何でも規制したがる現代社会へ警鐘を鳴らす。
「有害都市」舞台は2020年、世間では”浄化運動”と称し、有害な表現の排除が活発化していた。
漫画家である日比野幹雄は自らの作品と表現の自由をかけ、規制を強める社会に対し戦いを挑む…。
実際の経験を元に描く、表現規制のディストピア!
感想・レビュー
ちょっとしたエロシーンやグロシーンもダメ、人殺しなんてもってのほか。
規制、規制、何でも規制。
表現の自由とは何か、すごく考えさせられる内容。
漫画家の表現規制を扱った作品だと、「アウターゾーン」で似たような話あったなぁ。最近だと「図書館戦争」なんかもそうかな。
でも筒井哲也の描く世界はとんでもなく現実的。
実際に日本やアメリカであった表現規制。そして筒井哲也自身が長崎県から受けた「マンホール」の有害図書指定。
「悪書追放運動」や「白いポスト」。

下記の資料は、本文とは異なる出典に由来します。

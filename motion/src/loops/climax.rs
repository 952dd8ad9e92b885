use super::{ControlLoop, HOME, POLL, drive};
use crate::registry::DeviceIndex;
use crate::state::ControlState;
use crate::traits::{Actuator, ActuatorError};
use async_trait::async_trait;
use std::sync::Arc;
use std::time::Duration;
use tokio::time::{Instant, sleep};
use tracing::{debug, info};

/// Absolute `(position, duration in ms)` steps played on entry: compress,
/// partial release, deeper compress, partial extend, return.
pub const CHOREOGRAPHY: [(f64, u64); 5] = [
    (0.95, 150),
    (0.55, 250),
    (1.0, 200),
    (0.3, 400),
    (0.5, 600),
];

pub const RELEASE_DURATION: Duration = Duration::from_millis(500);
pub const COOLDOWN: Duration = Duration::from_millis(1500);

const REVERB_AMPLITUDE: f64 = 0.15;
const REVERB_DECAY: f64 = 0.7;
const REVERB_FLOOR: f64 = 0.02;
const REVERB_DURATION: Duration = Duration::from_millis(240);
const REVERB_SPEEDUP: f64 = 0.85;
const REVERB_MIN_DURATION: Duration = Duration::from_millis(60);

#[derive(Clone, Copy, Debug, Default, PartialEq, Eq)]
pub enum ClimaxPhase {
    #[default]
    Waiting,
    /// A climax animation is playing; the entry sequence fires once per
    /// entry.
    Engaged,
}

/// Edge-triggered sequence player for climax animations.
pub struct ClimaxLoop {
    state: Arc<ControlState>,
    actuator: Arc<dyn Actuator>,
    phase: ClimaxPhase,
}

impl ClimaxLoop {
    pub fn new(state: Arc<ControlState>, actuator: Arc<dyn Actuator>) -> Self {
        Self {
            state,
            actuator,
            phase: ClimaxPhase::Waiting,
        }
    }

    pub fn phase(&self) -> ClimaxPhase {
        self.phase
    }

    pub async fn run(self) {
        let state = self.state.clone();
        drive(self, &state).await;
    }

    /// Play the entry sequence. Returns early if the climax ends midway.
    async fn play(&self, device: DeviceIndex) -> Result<(), ActuatorError> {
        for (position, ms) in CHOREOGRAPHY {
            if !self.state.is_climax_active() {
                return Ok(());
            }
            let duration = Duration::from_millis(ms);
            self.actuator
                .set_position(device, position, duration)
                .await?;
            sleep(duration).await;
        }

        if self.state.with_config(|c| c.low_rate_device) {
            return Ok(());
        }

        let mut amplitude = REVERB_AMPLITUDE;
        let mut duration = REVERB_DURATION;
        let mut sign = 1.0;
        while amplitude >= REVERB_FLOOR {
            if !self.state.is_climax_active() {
                return Ok(());
            }
            self.actuator
                .set_position(device, HOME + sign * amplitude, duration)
                .await?;
            sleep(duration).await;
            sign = -sign;
            amplitude *= REVERB_DECAY;
            duration = duration.mul_f64(REVERB_SPEEDUP).max(REVERB_MIN_DURATION);
        }
        debug!(device, "reverb finished");
        Ok(())
    }
}

#[async_trait]
impl ControlLoop for ClimaxLoop {
    fn name(&self) -> &'static str {
        "climax"
    }

    async fn tick(&mut self) -> Result<Duration, ActuatorError> {
        let active = self.state.is_climax_active();
        let device = self.state.with_registry(|r| r.piston_device());

        match (self.phase, active) {
            (ClimaxPhase::Waiting, true) => {
                let hash = self.state.animation().hash;
                info!(hash, "climax started");
                self.phase = ClimaxPhase::Engaged;
                if let Some(device) = device {
                    self.play(device).await?;
                }
            }
            (ClimaxPhase::Engaged, false) => {
                info!("climax ended, releasing");
                self.phase = ClimaxPhase::Waiting;
                self.state.start_cooldown(Instant::now() + COOLDOWN);
                if let Some(device) = device {
                    self.actuator
                        .set_position(device, HOME, RELEASE_DURATION)
                        .await?;
                }
            }
            _ => {}
        }
        Ok(POLL)
    }
}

「有害図書の認定方法」など、実際に起こったことをモチーフに作られているので、リアリティがすごい。
ここまでありそうな世界をどこまでもリアルに描く筒井哲也がスゴイ。
主人公が描く作中漫画「DARK WALKER」の連載の進み具合と共に、少しづつ社会から追い詰められていく漫画家の対比が面白い。テンポもよくてサクサク読める。
単純な面白さだったら他の作品の方がランキング上だけど、こういう新しい表現見せてくれる作品は大好き。
漫画を愛する人にはぜひ読んでもらいたいおすすめの一冊!
ただ他の作品と比べると、筒井哲也の主張が全面に出ている作品なので、メッセージ性の強い作品が嫌いな人にはオススメしない。
良くも悪くも主観的。
漫画家、出版社の人間は良く描かれすぎだし、規制する側はあからさまに嫌なやつ。もうこれでもかっていうくらいの嫌悪感(笑)
最終話では長崎の平和祈念像が燃やされてるし。もう筒井哲也の感情がバンバン乗ってる感じ。
単純な漫画としての面白さは上巻までかなぁ。下巻は特に主張が強い。
未来への希望を残しつつ、現代ではバッドエンド。でも読後感は悪くない。
あとがき(まとめ)
あなたの中のランキング1位は?
ランキングにしてみると、長期連載作品がないのに印象に残ってる作品が多いなぁ。短い作品ばかりなので人にオススメしやすい。
漫画作品なんだけど、小説とか映画的な実際に起ってもおかしくないような作品ばっかり。画力も高いからさらに、世界観に説得力がある。
どの作品も映画化やドラマ化されておかしくない感じ。
似たようなところだとミュージアムの巴亮介なんかが近いかなぁ。